Namun, mantan presiden Megawati lain, Dia tetap memilih jabatan ketua umum partai politik. SBY pun demikian, merangkap jabatan sebagai ketua umum parpol yang didirikannya. Keadaan ini tentu akan sangat berpengaruh terhadap model hubungan ke presiden berikutnya. Kepentingan politik parpol akan sangat dominan termasuk penggalangan isu untuk meningkatkan citra parpolnya.
Apa yang terjadi antara SBY dan Jokowi ini bisa dipandang sebagai pemanasan menjelang 2019. Terlebih setelah Ani Yudhoyono disebut akan maju sebagai capres, walau dibantah.

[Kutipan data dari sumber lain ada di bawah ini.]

//! The reducer hook: a model advanced by dispatched messages.
//!
//! The model lives in a lock-guarded cell owned by the hook. `Dispatch`
//! applies the reduction immediately, serialised by the write lock, so the
//! re-render it schedules always observes the reduced model. `Get` is a
//! bounded read; `Shutdown` drops the model when the hook is disposed.

use std::any::Any;
use std::fmt;
use std::sync::Arc;
use std::time::Duration;

use parking_lot::RwLock;
use tokio::sync::mpsc::UnboundedSender;

use crate::context::Context;
use crate::cuid::Cuid;
use crate::error::RenderError;
use crate::hooks::Hook;
use crate::runtime::RuntimeMessage;

type BoxedModel = Arc<dyn Any + Send + Sync>;

/// Handle onto a reducer's model cell.
#[derive(Clone)]
pub struct ReducerHandle {
	model: Arc<RwLock<Option<BoxedModel>>>,
}

impl ReducerHandle {
	pub(crate) fn new(initial: BoxedModel) -> Self {
		Self {
			model: Arc::new(RwLock::new(Some(initial))),
		}
	}

	/// Reads the current model, bounded by `timeout`.
	pub(crate) fn get(&self, timeout: Duration) -> Result<BoxedModel, RenderError> {
		let guard = self
			.model
			.try_read_for(timeout)
			.ok_or(RenderError::ReducerTimeout)?;
		guard
			.clone()
			.ok_or_else(|| RenderError::MalformedHook("reducer read after shutdown".to_string()))
	}

	/// Applies a reduction to the model. Returns false once shut down.
	pub(crate) fn dispatch_raw(
		&self,
		apply: impl FnOnce(&BoxedModel) -> BoxedModel,
	) -> bool {
		let mut slot = self.model.write();
		match slot.take() {
			Some(model) => {
				*slot = Some(apply(&model));
				true
			}
			None => false,
		}
	}

	/// Drops the model. Called when the hook is disposed.
	pub fn shutdown(&self) {
		*self.model.write() = None;
	}
}

impl fmt::Debug for ReducerHandle {
	fn fmt(&self, f: &mut fmt::Formatter<'_>) -> fmt::Result {
		f.debug_struct("ReducerHandle")
			.field("alive", &self.model.read().is_some())
			.finish()
	}
}

/// Retained slot for [`use_reducer`].
#[derive(Debug, Clone)]
pub struct ReducerHook {
	/// Stable hook id.
	pub id: Cuid,
	/// Handle onto the model cell.
	pub handle: ReducerHandle,
}

/// Sends messages through a reducer and schedules re-renders.
pub struct ReducerDispatch<M, Msg> {
	handle: ReducerHandle,
	runtime: UnboundedSender<RuntimeMessage>,
	reduce: fn(&M, Msg) -> M,
}

impl<M, Msg> Clone for ReducerDispatch<M, Msg> {
	fn clone(&self) -> Self {
		Self {
			handle: self.handle.clone(),
			runtime: self.runtime.clone(),
			reduce: self.reduce,
		}
	}
}

impl<M, Msg> fmt::Debug for ReducerDispatch<M, Msg> {
	fn fmt(&self, f: &mut fmt::Formatter<'_>) -> fmt::Result {
		f.debug_struct("ReducerDispatch").finish()
	}
}

impl<M, Msg> ReducerDispatch<M, Msg>
where
	M: Any + Clone + Send + Sync,
	Msg: Send + 'static,
{
	/// Applies `msg` through the reducer and schedules a re-render.
	pub fn dispatch(&self, msg: Msg) {
		let reduce = self.reduce;
		let applied = self.handle.dispatch_raw(|model| {
			match model.downcast_ref::<M>() {
				Some(current) => Arc::new(reduce(current, msg)),
				None => {
					tracing::error!("reducer model holds an unexpected type; dispatch dropped");
					Arc::clone(model)
				}
			}
		});
		if !applied {
			tracing::warn!("reducer dispatch after shutdown; dropped");
			return;
		}
		if self.runtime.send(RuntimeMessage::RenderUpdate).is_err() {
			tracing::warn!("reducer dispatch after runtime shut down");
		}
	}
}

/// A model advanced by dispatched messages.
///
/// On first render the model cell is created with `initial()`'s value; later
/// renders read the current model. `dispatch` applies `reduce` to the model
/// and schedules a re-render, which observes the reduced model.
pub fn use_reducer<M, Msg>(
	ctx: &mut Context,
	initial: impl FnOnce() -> M,
	reduce: fn(&M, Msg) -> M,
) -> Result<(M, ReducerDispatch<M, Msg>), RenderError>
where
	M: Any + Clone + Send + Sync,
	Msg: Send + 'static,
{
	let (hook, _index, _initialized) = ctx.fetch_or_init_hook("reducer", |cuid| {
		Hook::Reducer(ReducerHook {
			id: cuid.next(),
			handle: ReducerHandle::new(Arc::new(initial())),
		})
	})?;
	let reducer = match hook {
		Hook::Reducer(reducer) => reducer,
		other => {
			return Err(RenderError::MalformedHook(format!(
				"expected reducer hook, found {}",
				other.tag()
			)));
		}
	};
	let model = reducer
		.handle
		.get(ctx.call_timeout())?
		.downcast_ref::<M>()
		.cloned()
		.ok_or_else(|| {
			RenderError::MalformedHook(format!(
				"reducer hook {} holds an unexpected model type",
				reducer.id
			))
		})?;
	let dispatch = ReducerDispatch {
		handle: reducer.handle,
		runtime: ctx.runtime_sender().clone(),
		reduce,
	};
	Ok((model, dispatch))
}
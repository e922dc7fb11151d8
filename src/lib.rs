//! Server-side reactive UI runtime.
//!
//! A process-resident runtime owns a component tree, drives reconciliation
//! against the previous tree, runs a hook-based side-effect model, and
//! pushes either a full rendered tree or a minimal patch to a transport
//! updater. A browser client reapplies the patches to the DOM and posts
//! events back.
//!
//! ## Overview
//!
//! - [`element`] — the immutable virtual-tree nodes components build.
//! - [`hooks`] — state, reducer, effect, memo, callback, handler, client,
//!   and consumer hooks with stable ids across renders.
//! - [`runtime`] — the serialised actor that owns the tree, dispatches
//!   events, and schedules renders.
//! - [`patch`] — structural diffs between reconciled trees, serialisable
//!   for the wire.
//! - [`render`] — the JSON wire shape shared with the browser client.
//!
//! ## Example
//!
//! ```ignore
//! use std::sync::Arc;
//! use pinion::prelude::*;
//!
//! fn app(ctx: &mut Context, _props: &Props) -> Result<Vec<Element>, RenderError> {
//! 	let (count, set_count) = use_state(ctx, 0u32)?;
//! 	let on_click = use_handler(ctx, move |_| set_count.set(count + 1))?;
//! 	Ok(vec![el(
//! 		"button",
//! 		vec![on(EventType::Click, on_click)],
//! 		vec![text(format!("clicked {count} times"))],
//! 	)])
//! }
//!
//! # async fn run(updater: Arc<dyn Updater>) {
//! let handle = start(component(app, Props::empty()), updater);
//! # }
//! ```

pub mod callback;
pub mod context;
pub mod cuid;
pub mod element;
pub mod error;
pub mod hooks;
pub mod patch;
pub mod prelude;
pub mod props;
pub mod render;
pub mod runtime;
pub mod tree;

mod reconcile;

pub use callback::Callback;
pub use context::Context;
pub use cuid::{Cuid, CuidSource};
pub use element::{Element, EventType};
pub use error::{EventError, PatchError, RenderError, RuntimeError, UpdaterError};
pub use hooks::{Hook, Trigger};
pub use patch::Patch;
pub use props::Props;
pub use render::{IdentityRenderer, JsonRenderer, Renderer};
pub use runtime::{start, start_with, RenderedUpdate, RuntimeHandle, RuntimeOptions, Updater};
pub use tree::Reconciled;
//! The event-handler hook.

use std::fmt;
use std::sync::Arc;

use serde_json::Value;

use crate::context::Context;
use crate::cuid::Cuid;
use crate::error::RenderError;
use crate::hooks::Hook;

/// An event handler function. Receives the decoded event payload, if the
/// client sent one.
pub type HandlerFn = Arc<dyn Fn(Option<Value>) + Send + Sync>;

/// A handler paired with the stable id the client posts events against.
#[derive(Clone)]
pub struct IdentifiableHandler {
	/// Stable handler id, rendered into the event attribute.
	pub id: Cuid,
	/// The function invoked when an event for `id` arrives.
	pub handler: HandlerFn,
}

impl fmt::Debug for IdentifiableHandler {
	fn fmt(&self, f: &mut fmt::Formatter<'_>) -> fmt::Result {
		f.debug_struct("IdentifiableHandler")
			.field("id", &self.id)
			.field("handler", &"<function>")
			.finish()
	}
}

/// Retained slot for [`use_handler`].
#[derive(Clone)]
pub struct HandlerHook {
	/// Stable hook id, shared with the rendered event attribute.
	pub id: Cuid,
	/// The handler function, replaced each render.
	pub func: HandlerFn,
}

impl fmt::Debug for HandlerHook {
	fn fmt(&self, f: &mut fmt::Formatter<'_>) -> fmt::Result {
		f.debug_struct("HandlerHook")
			.field("id", &self.id)
			.field("func", &"<function>")
			.finish()
	}
}

/// An identified event handler.
///
/// The id stays stable across renders while the function is replaced every
/// render, so closures capture fresh state without invalidating the wire
/// attribute. Attach the result to an element with
/// [`on`](crate::element::on); the reconciler records every attached handler
/// for event dispatch.
pub fn use_handler(
	ctx: &mut Context,
	func: impl Fn(Option<Value>) + Send + Sync + 'static,
) -> Result<IdentifiableHandler, RenderError> {
	let func: HandlerFn = Arc::new(func);
	let (hook, index, _initialized) = ctx.fetch_or_init_hook("handler", |cuid| {
		Hook::Handler(HandlerHook {
			id: cuid.next(),
			func: func.clone(),
		})
	})?;
	let mut handler = match hook {
		Hook::Handler(handler) => handler,
		other => {
			return Err(RenderError::MalformedHook(format!(
				"expected handler hook, found {}",
				other.tag()
			)));
		}
	};
	handler.func = func;
	ctx.update_hook(index, Hook::Handler(handler.clone()));
	Ok(IdentifiableHandler {
		id: handler.id,
		handler: handler.func,
	})
}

Namun, apa pun itu, tiga tahun bukanlah waktu yang panjang untuk menyiapkan kader untuk maju dalam pilpres nanti. Secara resmi, Tour de Jawa yang katanya akan dilanjut dengan Tour de Lainnya, diakui untuk menghadapi pilkada 2017. Jawa dengan penduduk terbesar, harus digarap lebih serius.
Partai Demokrat yang mempunyai beban berat akibat banyak kader yang terlibat korupsi, termasuk bekas ketua umumya, harus mengembalikan citra positif partainya. Oleh karena itu, wajar saja jika lantas muncul upaya menumbuhkan kesan bahwa apa yang diraih saat ini tak lepas dari upaya pemerintahan sebelumnya. Juga kritik agar pemerintah tak mengurangi porsi upaya pengentasan kemiskinan dan terlalu ngoyo membangun infrastruktur .
Termasuk soal pajak yang dinilai SBY digenjot habis-habisan misalnya, yang bisa membuat pengusaha bangkrut akibat ekonomi sulit. Pernyataan ini tentu akan mengundang simpati yang terbebani pajak. Naif sekali, menilai apa yang diutarakan itu tanpa ada kepentingan politik. Bahasa gamblangnya begini, “zaman SBY pengusaha tak ditekan dan hanya membayar pajak dengan pas, jadi nanti tetaplah pilih Partai Demokrat”.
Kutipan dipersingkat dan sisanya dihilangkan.